Sonunu bozmak istemem ama yaptım: T-shirt'ü giymeye başladım. Haftalarca süren iç tartışmalardan sonra, onu ofise çok heyecanla giydim. "Babanın gömleği!" iş arkadaşlarım söyledi. "Evet!" geri dedim. Aslında gömleğin arka planını anlayan insanlar olduğunu bilmek rahatlatıcıydı; Babamı tanıyorlardı, aslında onu tanımadan. Bu yüzden onu giderek daha fazla giydim - doğum günü partilerinde, aile toplantılarında ve tam olarak bir One Direction konserinde.

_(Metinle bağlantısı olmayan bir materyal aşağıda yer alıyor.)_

pub mod bloom;
pub mod display;
pub mod params;
pub mod programs;
pub mod readback;
pub mod solver;
pub mod target;

pub use display::DisplayPipeline;
pub use programs::Programs;
pub use solver::GpuFluid;
pub use target::RenderTarget;

use std::sync::atomic::{AtomicBool, Ordering};
use std::sync::Arc;

/// GPU error type for context, pipeline and buffer operations
#[derive(Debug, thiserror::Error)]
pub enum GpuError {
    #[error("no compatible GPU adapter")]
    NoAdapter,
    #[error("device request failed: {0}")]
    RequestDevice(#[from] wgpu::RequestDeviceError),
    #[error("surface creation failed: {0}")]
    CreateSurface(#[from] wgpu::CreateSurfaceError),
    #[error("surface not supported by adapter")]
    UnsupportedSurface,
    #[error("pipeline creation failed: {0}")]
    Pipeline(String),
    #[error("GPU device lost")]
    DeviceLost,
    #[error("buffer map failed: {0:?}")]
    BufferMapFailed(wgpu::BufferAsyncError),
    #[error("channel disconnected")]
    ChannelDisconnected,
}

/// Central GPU context shared by every surface of a page.
pub struct GpuContext {
    pub instance: wgpu::Instance,
    pub adapter: wgpu::Adapter,
    pub device: Arc<wgpu::Device>,
    pub queue: Arc<wgpu::Queue>,
    device_lost: Arc<AtomicBool>,
}

impl GpuContext {
    /// wgpu instance on the primary backends.
    pub fn create_instance() -> wgpu::Instance {
        wgpu::Instance::new(wgpu::InstanceDescriptor {
            backends: wgpu::Backends::PRIMARY,
            ..Default::default()
        })
    }

    /// Request an adapter (compatible with `surface` when given) and a device.
    pub async fn request(
        instance: wgpu::Instance,
        surface: Option<&wgpu::Surface<'_>>,
    ) -> Result<Self, GpuError> {
        let adapter = instance
            .request_adapter(&wgpu::RequestAdapterOptions {
                power_preference: wgpu::PowerPreference::HighPerformance,
                compatible_surface: surface,
                force_fallback_adapter: false,
            })
            .await
            .ok_or(GpuError::NoAdapter)?;

        log::info!("Using GPU: {:?}", adapter.get_info());

        let (device, queue) = adapter
            .request_device(
                &wgpu::DeviceDescriptor {
                    label: Some("Backdrop Device"),
                    required_features: wgpu::Features::empty(),
                    required_limits: Self::required_limits().using_resolution(adapter.limits()),
                    memory_hints: wgpu::MemoryHints::Performance,
                },
                None,
            )
            .await?;

        let device_lost = Arc::new(AtomicBool::new(false));
        let flag = device_lost.clone();
        device.on_uncaptured_error(Box::new(move |error| {
            log::error!("GPU uncaptured error: {:?}", error);
            if matches!(error, wgpu::Error::OutOfMemory { .. }) {
                flag.store(true, Ordering::SeqCst);
            }
        }));

        Ok(Self {
            instance,
            adapter,
            device: Arc::new(device),
            queue: Arc::new(queue),
            device_lost,
        })
    }

    /// Context without any presentation surface, for tests and offline use.
    pub fn headless() -> Result<Self, GpuError> {
        pollster::block_on(Self::request(Self::create_instance(), None))
    }

    pub fn required_limits() -> wgpu::Limits {
        wgpu::Limits {
            max_storage_buffers_per_shader_stage: 4,
            ..wgpu::Limits::downlevel_defaults()
        }
    }

    pub fn is_device_lost(&self) -> bool {
        self.device_lost.load(Ordering::SeqCst)
    }

    /// Wait for a buffer map operation to complete.
    pub fn await_buffer_map(
        &self,
        rx: std::sync::mpsc::Receiver<Result<(), wgpu::BufferAsyncError>>,
    ) -> Result<(), GpuError> {
        if self.is_device_lost() {
            return Err(GpuError::DeviceLost);
        }
        match rx.recv() {
            Ok(Ok(())) => Ok(()),
            Ok(Err(e)) => {
                log::error!("Buffer map failed: {:?}", e);
                Err(GpuError::BufferMapFailed(e))
            }
            Err(_) => {
                log::error!("Buffer map channel disconnected - possible device lost");
                self.device_lost.store(true, Ordering::SeqCst);
                Err(GpuError::ChannelDisconnected)
            }
        }
    }

    /// Surface configuration for a window of the given size. Prefers a
    /// non-sRGB format so composited colors reach the screen unconverted.
    pub fn surface_config(
        &self,
        surface: &wgpu::Surface<'_>,
        width: u32,
        height: u32,
    ) -> Result<wgpu::SurfaceConfiguration, GpuError> {
        let caps = surface.get_capabilities(&self.adapter);
        let format = caps
            .formats
            .iter()
            .find(|f| !f.is_srgb())
            .or_else(|| caps.formats.first())
            .copied()
            .ok_or(GpuError::UnsupportedSurface)?;
        let alpha_mode = caps
            .alpha_modes
            .first()
            .copied()
            .unwrap_or(wgpu::CompositeAlphaMode::Auto);

        Ok(wgpu::SurfaceConfiguration {
            usage: wgpu::TextureUsages::RENDER_ATTACHMENT,
            format,
            width: width.max(1),
            height: height.max(1),
            present_mode: wgpu::PresentMode::AutoVsync,
            alpha_mode,
            view_formats: vec![],
            desired_maximum_frame_latency: 2,
        })
    }
}

/// Run `build` inside a validation error scope and report the first error.
pub(crate) fn validated<T>(device: &wgpu::Device, build: impl FnOnce() -> T) -> Result<T, GpuError> {
    device.push_error_scope(wgpu::ErrorFilter::Validation);
    let value = build();
    match pollster::block_on(device.pop_error_scope()) {
        Some(error) => Err(GpuError::Pipeline(error.to_string())),
        None => Ok(value),
    }
}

Bunca yıl saklanmama rağmen gömlek delik deşik oldu. Boyundaki bir zamanlar zayıf olan boşluğun bir yarığa kadar genişlediğini ve etek ucunun bir vintage mağazasında bulabileceğinizin ötesinde yıprandığını fark ettim. Pek çok çözüm düşündüm, en mantıklısı çerçeveleyip her gün gördüğüm yere asmak. New York'ta küçük bir apartman dairesinde yaşamak pek de zor bir iş değil. Ama onu giymeyi, aslında vücudumda kağıt inceliğindeki pamuğu hissetmeyi ve başkalarına onun babama ait olduğunu, artık benim olduğunu ve onu sevdiğimi söyleyebilmeyi özlerdim.

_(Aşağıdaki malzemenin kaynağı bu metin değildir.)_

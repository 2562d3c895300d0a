mod runner;

pub use runner::{run, RunError};
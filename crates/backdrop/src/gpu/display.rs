//! Presentation of composited frames.
//!
//! One render pipeline per [`BlendMode`]; the blend state reproduces
//! [`sim::display::blend_over`] against the surface's clear color.

use sim::config::BlendMode;

use super::params::DisplayUniforms;
use super::target::RenderTarget;
use super::{validated, GpuContext, GpuError};

const BLEND_MODES: [BlendMode; 5] = [
    BlendMode::Normal,
    BlendMode::Screen,
    BlendMode::Multiply,
    BlendMode::Lighten,
    BlendMode::Additive,
];

fn blend_state(mode: BlendMode) -> wgpu::BlendState {
    let color = match mode {
        BlendMode::Normal => wgpu::BlendComponent {
            src_factor: wgpu::BlendFactor::One,
            dst_factor: wgpu::BlendFactor::OneMinusSrcAlpha,
            operation: wgpu::BlendOperation::Add,
        },
        BlendMode::Screen => wgpu::BlendComponent {
            src_factor: wgpu::BlendFactor::One,
            dst_factor: wgpu::BlendFactor::OneMinusSrc,
            operation: wgpu::BlendOperation::Add,
        },
        BlendMode::Multiply => wgpu::BlendComponent {
            src_factor: wgpu::BlendFactor::Dst,
            dst_factor: wgpu::BlendFactor::OneMinusSrcAlpha,
            operation: wgpu::BlendOperation::Add,
        },
        // Min/Max ignore the factors but wgpu requires them to be One
        BlendMode::Lighten => wgpu::BlendComponent {
            src_factor: wgpu::BlendFactor::One,
            dst_factor: wgpu::BlendFactor::One,
            operation: wgpu::BlendOperation::Max,
        },
        BlendMode::Additive => wgpu::BlendComponent {
            src_factor: wgpu::BlendFactor::One,
            dst_factor: wgpu::BlendFactor::One,
            operation: wgpu::BlendOperation::Add,
        },
    };
    wgpu::BlendState {
        color,
        alpha: wgpu::BlendComponent::OVER,
    }
}

pub struct DisplayPipeline {
    layout: wgpu::BindGroupLayout,
    pipelines: Vec<(BlendMode, wgpu::RenderPipeline)>,
    uniforms: wgpu::Buffer,
    format: wgpu::TextureFormat,
}

impl DisplayPipeline {
    pub fn new(ctx: &GpuContext, format: wgpu::TextureFormat) -> Result<Self, GpuError> {
        let device = &ctx.device;

        let shader = validated(device, || {
            device.create_shader_module(wgpu::ShaderModuleDescriptor {
                label: Some("Display Shader"),
                source: wgpu::ShaderSource::Wgsl(include_str!("shaders/display.wgsl").into()),
            })
        })?;

        let layout = device.create_bind_group_layout(&wgpu::BindGroupLayoutDescriptor {
            label: Some("Display Bind Group Layout"),
            entries: &[
                // uniforms
                wgpu::BindGroupLayoutEntry {
                    binding: 0,
                    visibility: wgpu::ShaderStages::FRAGMENT,
                    ty: wgpu::BindingType::Buffer {
                        ty: wgpu::BufferBindingType::Uniform,
                        has_dynamic_offset: false,
                        min_binding_size: None,
                    },
                    count: None,
                },
                // frame (read)
                wgpu::BindGroupLayoutEntry {
                    binding: 1,
                    visibility: wgpu::ShaderStages::FRAGMENT,
                    ty: wgpu::BindingType::Buffer {
                        ty: wgpu::BufferBindingType::Storage { read_only: true },
                        has_dynamic_offset: false,
                        min_binding_size: None,
                    },
                    count: None,
                },
            ],
        });

        let pipeline_layout = device.create_pipeline_layout(&wgpu::PipelineLayoutDescriptor {
            label: Some("Display Pipeline Layout"),
            bind_group_layouts: &[&layout],
            push_constant_ranges: &[],
        });

        let pipelines = validated(device, || {
            BLEND_MODES
                .iter()
                .map(|&mode| {
                    let pipeline = device.create_render_pipeline(&wgpu::RenderPipelineDescriptor {
                        label: Some("Display Pipeline"),
                        layout: Some(&pipeline_layout),
                        vertex: wgpu::VertexState {
                            module: &shader,
                            entry_point: Some("vs_main"),
                            buffers: &[],
                            compilation_options: Default::default(),
                        },
                        fragment: Some(wgpu::FragmentState {
                            module: &shader,
                            entry_point: Some("fs_main"),
                            targets: &[Some(wgpu::ColorTargetState {
                                format,
                                blend: Some(blend_state(mode)),
                                write_mask: wgpu::ColorWrites::ALL,
                            })],
                            compilation_options: Default::default(),
                        }),
                        primitive: wgpu::PrimitiveState::default(),
                        depth_stencil: None,
                        multisample: wgpu::MultisampleState::default(),
                        multiview: None,
                        cache: None,
                    });
                    (mode, pipeline)
                })
                .collect::<Vec<_>>()
        })?;

        let uniforms = device.create_buffer(&wgpu::BufferDescriptor {
            label: Some("Display Uniforms"),
            size: std::mem::size_of::<DisplayUniforms>() as u64,
            usage: wgpu::BufferUsages::UNIFORM | wgpu::BufferUsages::COPY_DST,
            mapped_at_creation: false,
        });

        Ok(Self {
            layout,
            pipelines,
            uniforms,
            format,
        })
    }

    pub fn format(&self) -> wgpu::TextureFormat {
        self.format
    }

    fn pipeline(&self, mode: BlendMode) -> Option<&wgpu::RenderPipeline> {
        self.pipelines
            .iter()
            .find(|(m, _)| *m == mode)
            .map(|(_, p)| p)
    }

    /// Clear `view` to `clear` and blend `frame` over it.
    pub fn draw(
        &self,
        ctx: &GpuContext,
        encoder: &mut wgpu::CommandEncoder,
        view: &wgpu::TextureView,
        frame: &RenderTarget,
        mode: BlendMode,
        clear: wgpu::Color,
    ) {
        let uniforms = DisplayUniforms {
            frame_size: frame.size(),
            _pad: [0; 2],
        };
        ctx.queue
            .write_buffer(&self.uniforms, 0, bytemuck::bytes_of(&uniforms));

        let bind_group = ctx.device.create_bind_group(&wgpu::BindGroupDescriptor {
            label: Some("Display Bind Group"),
            layout: &self.layout,
            entries: &[
                wgpu::BindGroupEntry {
                    binding: 0,
                    resource: self.uniforms.as_entire_binding(),
                },
                wgpu::BindGroupEntry {
                    binding: 1,
                    resource: frame.buffer.as_entire_binding(),
                },
            ],
        });

        let mut pass = encoder.begin_render_pass(&wgpu::RenderPassDescriptor {
            label: Some("Display Pass"),
            color_attachments: &[Some(wgpu::RenderPassColorAttachment {
                view,
                resolve_target: None,
                ops: wgpu::Operations {
                    load: wgpu::LoadOp::Clear(clear),
                    store: wgpu::StoreOp::Store,
                },
            })],
            depth_stencil_attachment: None,
            timestamp_writes: None,
            occlusion_query_set: None,
        });
        if let Some(pipeline) = self.pipeline(mode) {
            pass.set_pipeline(pipeline);
            pass.set_bind_group(0, &bind_group, &[]);
            pass.draw(0..3, 0..1);
        }
    }
}

#[cfg(test)]
mod tests {
    use super::*;

    #[test]
    fn test_every_mode_has_a_blend_state() {
        for mode in BLEND_MODES {
            let state = blend_state(mode);
            assert_eq!(state.alpha, wgpu::BlendComponent::OVER);
        }
        assert_eq!(blend_state(BlendMode::Lighten).color.operation, wgpu::BlendOperation::Max);
        assert_eq!(blend_state(BlendMode::Normal), wgpu::BlendState::PREMULTIPLIED_ALPHA_BLENDING);
    }
}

Bu yazın başlarında, babam benden önce gelen dört tişörtü çıkarmak için arşivlerine uzandı. En çok Wrigley Field'a ışık takmayı protesto eden muz sarısı bir tişörtle çekildim. (O zamanlar, gece maçlarının oynanmadığı tek büyük lig parkıydı.) 1988'de bu ışıkların çok az olduğunu biliyor muydu? sonunda en değerli anılarımdan birine izin verdim: Wrigley'de birlikte sayısız akşam geçirmek, en sevdiğimiz anıları izlemek. takım. Bana gömleği ödünç vermeyi teklif etmedi, ben de sormadım. Hâlâ onun bir parçası ve ben henüz bu sorumluluğu üstlenmeye hazır değildim.

Tişörtler yadigarı olarak, duygu ve işlev arasında ilginç bir çizgiye sahiptir. Bir Viktorya dönemi koltuğu nesilden nesile geçebilir, ancak sahipleri, bir tişört giydiğiniz gibi içinde oturan bir hayat yaşamadılar. Babamın gömleklerine bakıyorum ve en sevdiğimiz şarkı çıktığı için araba yolculuğunu üç dakika uzattığını görüyorum. araba yolumuza yaklaşırken radyo ya da her pazar yaptığı gibi mutfakta gözleme karışımını eleyerek canlı. Ancak bir koltuk gibi, bir tişört de sevgisini aşınma ve yıpranma yoluyla gösterir - ancak bir mobilyayı tamir ettirmek daha kolaydır.

Babamın da bir çift çorabı var. Kırmızı ve puantiyeli. Onları düğününde, birçok jimnastik yarışmamda ve üniversite mezuniyetimde giydi. Geçenlerde, annemin onları bir süredir görmediğinden bahsettiğini duydum. Onları evleneceğim zamana saklıyor. Merak ediyorum, bundan sonra onları çerçeveleyecek mi?

En son moda endüstrisi haberlerini asla kaçırmayın. Fashionista günlük bültenine kaydolun.